Mi suegra le regaló a su nieta una bicicleta cara, pero se la quitó a los pocos días, así que decidí darle una lección.

Mi suegra le regaló a su nieta una bicicleta carísima, pero se la quitó a los pocos días, así que decidí darle una lección. 🫣😲

Hace poco, mi suegra le regaló a nuestra hija de cinco años una bicicleta rosa nueva. Brillante, con llantas blancas y una canasta en forma de corazón. No era barata, y mi esposo y yo ya habíamos acordado que un regalo así solo se le daría en su cumpleaños, como una sorpresa especial. Pero mi suegra tenía otros planes.

—No pude resistirme —dijo con una sonrisa radiante—. ¡Mi nieta se merece lo mejor!

Nuestra hija chilló de alegría y estuvo dando vueltas en bicicleta por el jardín todo el día. Por supuesto, le dimos las gracias a mi suegra. Incluso nos ofrecimos a devolverle parte del dinero, pero se negó rotundamente:

—Haría cualquier cosa por ella. Incluso gasté mis últimos ahorros. No se preocupen.

Pero pronto me di cuenta: habíamos pagado mucho más de lo que pensábamos.Al principio, parecía inofensivo. Simplemente empezó a venir más a menudo. Mucho más. Casi a diario.

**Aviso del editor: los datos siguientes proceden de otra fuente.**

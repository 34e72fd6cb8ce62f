use std::fs;
use std::path::Path;

use anyhow::Context;
use colored::Colorize;

use haven_merge::{Change, ChangeType, Merger};
use haven_model::{Database, Icon};

use crate::cli::*;

pub fn run_command(cli: Cli) -> anyhow::Result<()> {
    match cli.command {
        Command::Merge(args) => cmd_merge(args),
        Command::Show(args) => cmd_show(args),
    }
}

fn load_vault(path: &Path) -> anyhow::Result<Database> {
    let raw = fs::read_to_string(path)
        .with_context(|| format!("reading vault {}", path.display()))?;
    serde_json::from_str(&raw).with_context(|| format!("parsing vault {}", path.display()))
}

fn write_vault(path: &Path, db: &Database) -> anyhow::Result<()> {
    let raw = serde_json::to_string_pretty(db).context("serializing vault")?;
    fs::write(path, raw).with_context(|| format!("writing vault {}", path.display()))
}

pub(crate) fn cmd_merge(args: MergeArgs) -> anyhow::Result<()> {
    let source = load_vault(&args.source)?;
    let mut target = load_vault(&args.target)?;

    let mut merger = Merger::new(&source, &mut target);
    if let Some(mode) = args.mode {
        merger.set_forced_merge_mode(mode.into());
    }
    let changes = merger.merge()?;

    for change in &changes {
        println!("{}", render_change(change));
    }
    if changes.is_empty() {
        println!("{} Already up to date.", "✓".green());
        return Ok(());
    }

    if args.dry_run {
        println!(
            "{} {} change(s) found, nothing written (dry run).",
            "✓".green(),
            changes.len()
        );
        return Ok(());
    }

    let destination = args.output.as_deref().unwrap_or(&args.target);
    write_vault(destination, &target)?;
    println!(
        "{} Merged {} change(s) into {}.",
        "✓".green().bold(),
        changes.len(),
        destination.display().to_string().bold()
    );
    Ok(())
}

fn render_change(change: &Change) -> String {
    let rendered = change.to_string();
    match change.change_type {
        ChangeType::Added => rendered.green().to_string(),
        ChangeType::Modified => rendered.yellow().to_string(),
        ChangeType::Moved => rendered.cyan().to_string(),
        ChangeType::Deleted => rendered.red().to_string(),
        ChangeType::Unspecified => rendered.dimmed().to_string(),
    }
}

pub(crate) fn cmd_show(args: ShowArgs) -> anyhow::Result<()> {
    let db = load_vault(&args.vault)?;
    print_group(&db, db.root_uuid(), 0);
    println!(
        "{} groups, {} entries, {} tombstones",
        db.group_count(),
        db.entry_count(),
        db.deleted_objects().len()
    );
    Ok(())
}

fn print_group(db: &Database, group: uuid::Uuid, depth: usize) {
    let indent = "  ".repeat(depth);
    if let Some(g) = db.group(group) {
        println!("{indent}{} {}", g.name().bold(), format!("[{}]", g.uuid()).dimmed());
        for entry_id in db.entries_in(group) {
            if let Some(entry) = db.entry(*entry_id) {
                let marker = match entry.icon() {
                    Icon::Custom(_) => "◆",
                    Icon::Number(_) => "•",
                };
                println!(
                    "{indent}  {marker} {} {}",
                    entry.title(),
                    format!("[{}]", entry.uuid()).dimmed()
                );
            }
        }
        for child in db.groups_in(group).to_vec() {
            print_group(db, child, depth + 1);
        }
    }
}
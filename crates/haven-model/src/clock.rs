//! Wall-clock helpers for the persisted time resolution.
//!
//! Vault files store timestamps as whole seconds, so two stamps that differ
//! only below the second are indistinguishable once written out. Every
//! timestamp comparison that feeds a merge decision goes through the
//! helpers here rather than comparing raw [`DateTime`] values.

use std::cmp::Ordering;

use chrono::{DateTime, SubsecRound, Utc};

/// Truncate a timestamp to the persisted resolution (whole seconds).
pub fn serialized(t: DateTime<Utc>) -> DateTime<Utc> {
    t.trunc_subsecs(0)
}

/// Compare two timestamps at the persisted resolution.
pub fn cmp_serialized(a: DateTime<Utc>, b: DateTime<Utc>) -> Ordering {
    serialized(a).cmp(&serialized(b))
}

/// Returns `true` if two timestamps agree at the persisted resolution.
pub fn eq_serialized(a: DateTime<Utc>, b: DateTime<Utc>) -> bool {
    cmp_serialized(a, b) == Ordering::Equal
}

/// The current wall-clock time, at full precision.
pub fn now() -> DateTime<Utc> {
    Utc::now()
}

—Mira qué contenta está —dijo con una sonrisa forzada—. Menos mal que intervine, si no, seguirías retrasando la compra de la bici…

Entonces empezó a hacer comentarios casuales:

—Me gasté hasta el último céntimo en ese regalo, ¿sabes?… Pero bueno, con tal de que mi nieta esté contenta.

Al principio, pensamos que solo quería participar. Pero luego la cosa cambió. Empezó a quejarse:

—¡No aparques la bici así! ¡Se va a rayar!

—¿Has vuelto a pasar por el charco a toda velocidad? ¿Y si se estropea?

Nuestra hija escuchaba cabizbaja. Ya no montaba en bici con la misma ilusión. La bici parecía casi prohibida. Intenté hablar con mi suegra:

—Mamá, por favor, no presiones a la niña. Es solo un juguete.

Se ofendió. Se quedó callada. A la mañana siguiente, sucedió algo inesperado.

Me desperté con los sollozos de mi hija. Estaba en pijama junto al garaje, con la cadena vacía del candado en la mano. La bicicleta había desaparecido. Mi suegra simplemente se la había llevado.

Más tarde me envió un mensaje: «Me llevé la bicicleta. Si no puedes enseñarle a tu hija a cuidar sus cosas, lo haré yo».Nuestra hija lloró hasta que le dio hipo. No podíamos calmarla. Fue entonces cuando me di cuenta: tenía que vengarme. E hice algo de lo que no me arrepiento en absoluto 😊😲 Les cuento la historia completa en el primer comentario, y espero su apoyo 👇👇

Al día siguiente, fuimos a comprar una bicicleta nueva. Nuestra hija volvió a sonreír, pero no con el mismo brillo de la primera vez. Y entonces lo supe: esto no podía quedar sin respuesta.

La noche siguiente, llamé.

—Mamá, vamos a pasar a verte. Espero que estés en casa.

Sí, estaba. Salió a recibirnos, confiada en que todo había pasado. Pero no fui sola.

Dos hombres fornidos me siguieron. Entramos en su sala de estar y señalé el sofá de cuero que mi esposo y yo le habíamos regalado seis meses atrás por su cumpleaños.

—¿Este? —preguntó uno de ellos.

—Sí —dije con calma—. Tómalo.

Mi suegra jadeó.

—¿Estás loca? ¡Ese es mi sofá!

La miré fijamente a los ojos:

—Es un sofá demasiado caro como para maltratarlo. Claramente no sabes cómo cuidarlo; mira, tiene un rasguño. Nos preocupa su estado.

Se quedó parada en medio de la habitación, pálida como la pared que tenía detrás.